1.2 方法微小病变组织标本对照组按照正常流程操作，实验组经以下几方面进行优化和改进，其余过程两组相同。组织脱水和包埋后3～5 μm厚连续切片，后经过漂片、烤片，在全自动染封一体机中进行染色和封片制作HE切片或制作白片进行进一步免疫组化检测和其它检测项目。

1.2.1取材操作 接收到10%中性缓冲福尔马林固定的标本后的第一关卡便是取材，标本信息核对准确无误后，如果发现组织很小或病变区域很小时，首先可以将组织用伊红做标记后包入纱布或滤纸中防止标本由于过小而失落[1]，其次在包埋盒中加入“少修条”以提醒工作人员在后续包埋时提高注意，最后初步判断如需做进一步检测时直接在申请单上标注出，在常规切片时直接切出相应的白片以备用。

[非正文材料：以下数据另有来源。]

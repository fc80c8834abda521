mod json;
mod sarif;
mod terminal;

pub use json::JsonReporter;
pub use sarif::SarifReporter;
pub use terminal::TerminalReporter;

use crate::rules::{CodeQuality, EvaluationResult, ImpactLevel, QualityAttribute, RuleDescriptor};
use miette::Result;
use std::path::PathBuf;

/// Output format for reports
#[derive(Debug, Clone, Default)]
pub enum ReportFormat {
    #[default]
    Terminal,
    Json,
    Sarif,
}

/// One reportable finding: a rule's result joined with its descriptor
#[derive(Debug, Clone)]
pub struct Finding {
    pub title: String,
    pub suggestion: &'static str,
    pub impact: ImpactLevel,
    pub quality: CodeQuality,
    pub attribute: QualityAttribute,
    pub symbol_name: String,
    pub snippet: String,
    pub file: PathBuf,
    pub line: usize,
    pub column: usize,
}

impl Finding {
    pub fn new(descriptor: RuleDescriptor, result: EvaluationResult, file: PathBuf) -> Self {
        Self {
            title: descriptor.title,
            suggestion: descriptor.suggestion,
            impact: descriptor.impact,
            quality: descriptor.quality,
            attribute: descriptor.attribute,
            symbol_name: result.symbol_name,
            snippet: result.snippet,
            file,
            line: result.line,
            column: result.column,
        }
    }
}

/// Reporter for outputting analysis findings
pub struct Reporter {
    format: ReportFormat,
    output_path: Option<PathBuf>,
    show_snippets: bool,
}

impl Reporter {
    pub fn new(format: ReportFormat, output_path: Option<PathBuf>) -> Self {
        Self {
            format,
            output_path,
            show_snippets: true,
        }
    }

    pub fn with_snippets(mut self, show: bool) -> Self {
        self.show_snippets = show;
        self
    }

    /// Report the findings
    pub fn report(&self, findings: &[Finding]) -> Result<()> {
        match &self.format {
            ReportFormat::Terminal => {
                let reporter = TerminalReporter::new().with_snippets(self.show_snippets);
                reporter.report(findings)
            }
            ReportFormat::Json => {
                let reporter = JsonReporter::new(self.output_path.clone());
                reporter.report(findings)
            }
            ReportFormat::Sarif => {
                let reporter = SarifReporter::new(self.output_path.clone());
                reporter.report(findings)
            }
        }
    }
}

1.2.2包埋操作 包埋时可以先在包埋模具中注入一半量熔化的蜡液，然后将包埋模具置于冷台上，用镊子将组织转移到包埋模具中[2]。在包埋过程中查见带有少修条的包埋盒时应当特别注意，仔细观察微小病变组织的包埋面，否则制作出来的切片会观察不到组织的全层结构，难以作出正确诊断。包埋大块组织中的微小病变区域时，要注意包埋面的平整，防止修片时修掉病变区域。包埋结束时将少修条放在包埋框上方的液体石蜡上，待石蜡凝固后少修条则会紧紧嵌入石蜡中(图1)。

图1 包埋时将少修条放在包埋框上方 图2 在多张待检白片上标上序号，按序号漂片并做相应检测项目

1.2.3切片操作 在切片过程中发现带有少修条的蜡块时应当特别注意，仔细观察微小病变区域的位置，切片时要用力均匀，少粗修多细修，随时注意病变组织的暴露情况，一旦病变组织暴露，尽量原位原切，不更换新的刀口防止刀口间有距离差并避免新刀口静电吸附。切片3～4 μm厚为佳，切忌边切片边调整厚度。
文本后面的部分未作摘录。